President Trump and Rep. Eric Swalwell, D-Calif. (Photos: Getty Images)
President Trump and Rep. Eric Swalwell, D-Calif. (Photos: Getty Images)

Sater later emerged as an adviser to the Trump Organization on real estate deals, both in New York and around the world, complete with an office in Trump Tower and a business card listing him as a “senior advisor to Donald Trump.” But when Trump was grilled under oath in a lawsuit about his relationship with Sater, he insisted he barely knew the Russian émigré.

“If he were sitting in the room right now, I really wouldn’t know what he looked like,” Trump testified in a video deposition for a 2013 civil lawsuit.

When Sater’s role arose last year as a potential campaign issue, Alan Garten, chief counsel for the Trump Organization, told reporters that Sater had been given the business card to pitch deals in 2010 but that he was never an employee and that the arrangement only lasted six months.

But those accounts are now being questioned in light of the new emails showing that Sater was still playing a role with the Trump Organization in pursuing the Moscow project in late 2015 and early 2016 — well after Trump had declared his candidacy for president.

“This is evidence that Sater never really stopped working for Trump,” said Frederick Oberlander, a lawyer who has sued Sater and the Trump Organization. “As a political matter it shows Trump’s willingness to engage ‘forever’ with a serially convicted felon with a background in massive financial fraud.”

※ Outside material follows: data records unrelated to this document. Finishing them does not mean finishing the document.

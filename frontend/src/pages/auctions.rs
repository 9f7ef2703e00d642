use leptos::*;

use crate::{
    api::{ApiClient, AuctionQuery},
    components::{
        cards::AuctionCard,
        empty_state::EmptyState,
        layout::{ErrorMessage, Layout, LoadingSpinner},
    },
};

const LISTING_LIMIT: u32 = 50;

/// Status tabs: backend status value (empty for every status) and label.
pub const STATUS_FILTERS: &[(&str, &str)] = &[("active", "Active"), ("ended", "Ended"), ("", "All")];

pub fn listing_query(status: &str) -> AuctionQuery {
    AuctionQuery {
        status: Some(status.trim().to_string()).filter(|s| !s.is_empty()),
        category: None,
        limit: Some(LISTING_LIMIT),
    }
}

#[component]
pub fn AuctionsPage() -> impl IntoView {
    let api = use_context::<ApiClient>().unwrap_or_else(ApiClient::new);
    let (status, set_status) = create_signal(STATUS_FILTERS[0].0.to_string());

    let auctions = create_local_resource(
        move || status.get(),
        move |status| {
            let api = api.clone();
            async move { api.list_auctions(&listing_query(&status)).await }
        },
    );

    let tabs = STATUS_FILTERS
        .iter()
        .map(|(value, label)| {
            let value = *value;
            let is_selected = move || status.get() == value;
            view! {
                <button
                    type="button"
                    class="px-3 py-1 rounded-full text-sm font-medium"
                    class=("bg-action-primary-bg", is_selected)
                    class=("text-action-primary-text", is_selected)
                    class=("bg-surface-muted", move || !is_selected())
                    class=("text-fg", move || !is_selected())
                    aria-pressed=move || is_selected().to_string()
                    on:click=move |_| set_status.set(value.to_string())
                >
                    {*label}
                </button>
            }
        })
        .collect_view();

    let listing = move || match auctions.get() {
        None => view! { <LoadingSpinner /> }.into_view(),
        Some(Err(err)) => {
            log::error!("Auction listing failed: {}", err);
            view! { <ErrorMessage message=err.to_string() /> }.into_view()
        }
        Some(Ok(items)) if items.is_empty() => view! {
            <EmptyState
                title="No auctions here"
                description="Try another status or check back later."
            />
        }
        .into_view(),
        Some(Ok(items)) => view! {
            <div class="grid gap-6 sm:grid-cols-2 lg:grid-cols-3">
                {items
                    .into_iter()
                    .map(|auction| view! { <AuctionCard auction=auction /> })
                    .collect_view()}
            </div>
        }
        .into_view(),
    };

    view! {
        <Layout>
            <div class="px-4 space-y-6">
                <div class="flex flex-wrap items-center justify-between gap-4">
                    <h1 class="text-2xl font-bold text-fg">"Auctions"</h1>
                    <div class="flex gap-2" role="group" aria-label="Auction status">{tabs}</div>
                </div>
                {listing}
            </div>
        </Layout>
    }
}


#[cfg(all(test, not(target_arch = "wasm32")))]
mod host_tests {
    use super::*;
    use crate::state::session::SessionPhase;
    use crate::test_support::helpers::{provide_offline_api, provide_session};
    use crate::test_support::ssr::render_to_string;

    #[test]
    fn page_renders_status_tabs_and_loading_state() {
        let html = render_to_string(|| {
            provide_offline_api();
            provide_session(SessionPhase::Unauthenticated, None);
            view! { <AuctionsPage /> }
        });
        assert!(html.contains("Auctions"));
        assert!(html.contains("Active"));
        assert!(html.contains("Ended"));
        assert!(html.contains("aria-pressed=\"true\""));
        assert!(html.contains("animate-spin"));
    }
}
//! Decoding helpers for the backend's loosely-typed JSON.
//!
//! The backend is inconsistent about envelopes (`{success, data}`,
//! `{articles: [...]}`, bare arrays) and about scalar encodings (flags as
//! `true`/`1`/`"1"`, decimals as strings). Everything here collapses those
//! variants into one shape before the rest of the crate sees them.

use serde::{de::DeserializeOwned, Deserialize, Deserializer};
use serde_json::Value;

use super::types::ApiError;

const ENVELOPE_KEYS: [&str; 2] = ["data", "items"];

fn value_to_flag(value: &Value) -> Option<bool> {
    match value {
        Value::Bool(b) => Some(*b),
        Value::Number(n) => n.as_f64().map(|v| v != 0.0),
        Value::String(s) => match s.trim().to_ascii_lowercase().as_str() {
            "1" | "true" | "yes" | "on" => Some(true),
            "0" | "false" | "no" | "off" | "" => Some(false),
            _ => None,
        },
        _ => None,
    }
}

fn value_to_f64(value: &Value) -> Option<f64> {
    match value {
        Value::Number(n) => n.as_f64(),
        Value::String(s) => s.trim().parse().ok(),
        _ => None,
    }
}

pub fn flag<'de, D>(deserializer: D) -> Result<Option<bool>, D::Error>
where
    D: Deserializer<'de>,
{
    let value = Value::deserialize(deserializer)?;
    Ok(value_to_flag(&value))
}

pub fn number<'de, D>(deserializer: D) -> Result<Option<f64>, D::Error>
where
    D: Deserializer<'de>,
{
    let value = Value::deserialize(deserializer)?;
    Ok(value_to_f64(&value))
}

pub fn count<'de, D>(deserializer: D) -> Result<u64, D::Error>
where
    D: Deserializer<'de>,
{
    let value = Value::deserialize(deserializer)?;
    Ok(value_to_f64(&value)
        .filter(|v| v.is_finite() && *v >= 0.0)
        .map(|v| v as u64)
        .unwrap_or(0))
}

pub fn id<'de, D>(deserializer: D) -> Result<i64, D::Error>
where
    D: Deserializer<'de>,
{
    let value = Value::deserialize(deserializer)?;
    match &value {
        Value::Number(n) => n.as_i64(),
        Value::String(s) => s.trim().parse().ok(),
        _ => None,
    }
    .ok_or_else(|| serde::de::Error::custom(format!("invalid id: {}", value)))
}

/// Accepts a JSON array of strings or a single comma-separated string.
pub fn string_list<'de, D>(deserializer: D) -> Result<Vec<String>, D::Error>
where
    D: Deserializer<'de>,
{
    let value = Value::deserialize(deserializer)?;
    let items = match value {
        Value::Array(values) => values
            .into_iter()
            .filter_map(|v| v.as_str().map(str::to_string))
            .collect(),
        Value::String(joined) => joined.split(',').map(str::to_string).collect(),
        _ => Vec::new(),
    };
    Ok(items
        .into_iter()
        .map(|s| s.trim().to_string())
        .filter(|s| !s.is_empty())
        .collect())
}

/// Accepts a JSON array of strings or a single newline-separated string.
pub fn line_list<'de, D>(deserializer: D) -> Result<Vec<String>, D::Error>
where
    D: Deserializer<'de>,
{
    let value = Value::deserialize(deserializer)?;
    let items: Vec<String> = match value {
        Value::Array(values) => values
            .into_iter()
            .filter_map(|v| v.as_str().map(str::to_string))
            .collect(),
        Value::String(text) => text.lines().map(str::to_string).collect(),
        _ => Vec::new(),
    };
    Ok(items
        .into_iter()
        .map(|s| s.trim().to_string())
        .filter(|s| !s.is_empty())
        .collect())
}

fn rejected_envelope(body: &Value) -> Option<ApiError> {
    let map = body.as_object()?;
    if map.get("success").and_then(value_to_flag) != Some(false) {
        return None;
    }
    let message = map
        .get("error")
        .or_else(|| map.get("message"))
        .and_then(Value::as_str)
        .unwrap_or("Request failed");
    Some(ApiError::unknown(message))
}

fn locate_list(body: Value, keys: &[&str]) -> Option<Vec<Value>> {
    match body {
        Value::Array(values) => Some(values),
        Value::Object(mut map) => keys
            .iter()
            .chain(ENVELOPE_KEYS.iter())
            .find_map(|key| map.remove(*key))
            .and_then(|inner| locate_list(inner, keys)),
        _ => None,
    }
}

fn locate_item(body: Value, keys: &[&str]) -> Value {
    if let Value::Object(map) = &body {
        let nested = keys
            .iter()
            .chain(ENVELOPE_KEYS.iter().take(1))
            .find(|key| map.get(**key).map(Value::is_object).unwrap_or(false));
        if let Some(key) = nested {
            if let Value::Object(mut map) = body {
                if let Some(inner) = map.remove(*key) {
                    return locate_item(inner, keys);
                }
            }
            return Value::Null;
        }
    }
    body
}

/// Pulls a list out of any supported envelope. Records that fail to decode
/// are skipped so one malformed row does not blank a whole page.
pub fn decode_list<T: DeserializeOwned>(body: Value, keys: &[&str]) -> Result<Vec<T>, ApiError> {
    if let Some(error) = rejected_envelope(&body) {
        return Err(error);
    }
    if body.is_null() {
        return Ok(Vec::new());
    }
    let values = locate_list(body, keys)
        .ok_or_else(|| ApiError::unknown("Unexpected response shape"))?;
    Ok(values
        .into_iter()
        .filter_map(|value| match serde_json::from_value::<T>(value) {
            Ok(item) => Some(item),
            Err(err) => {
                log::warn!("Skipping malformed record: {}", err);
                None
            }
        })
        .collect())
}

pub fn decode_item<T: DeserializeOwned>(body: Value, keys: &[&str]) -> Result<T, ApiError> {
    if let Some(error) = rejected_envelope(&body) {
        return Err(error);
    }
    serde_json::from_value(locate_item(body, keys))
        .map_err(|e| ApiError::unknown(format!("Failed to parse response: {}", e)))
}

Sater has consistently denied allegations that he defrauded anybody in Trump Organization projects. In a statement provided to Yahoo News by his lawyer, Sater said he was “not working” for the Trump Organization when he pitched the project to Cohen and “had the project been successful, I would not have been compensated” by the company. Sater did not address why he pursued a project for which he would not have been paid. But he indicated in his statement he had not discussed it with Trump.

“Michael Cohen was the only member of the Trump Organization who I communicated with on this project,” he said. “During the course of our communications over several months, I routinely expressed my enthusiasm regarding what a tremendous opportunity this was for the Trump Organization. Ultimately, in January 2016 Michael informed me that the Trump Organization decided not to move forward with the project.”

The questions about the Trump Tower Moscow project are among many the House Intelligence Committee and its Senate counterpart are now pursuing in what many see as an agonizingly slow pace. Nearly nine months into the inquiries, neither panel has yet to hold public hearings with any of the key players in the investigations, such as former national security adviser Michael Flynn, former campaign manager Paul Manafort, and Donald Trump Jr. Nor is it clear at this point that will ever happen given special counsel Mueller’s parallel criminal investigation, in which those players and many others are potential targets. Swalwell said the House committee has made “tremendous progress in the last eight weeks,” and he expects that in September it will be operating at a “pretty dizzying pace.” But asked when he expected the panel will be able to wrap up its probe and reach a finding, he said, “ideally before voters next go to the polls.” That would mean the investigation would likely continue well into next year and wouldn’t wrap up before November 2018 when voters will determine whether the House stays in Republican hands or will be taken over by Democrats inclined, like Swalwell, to cut Trump no slack at all.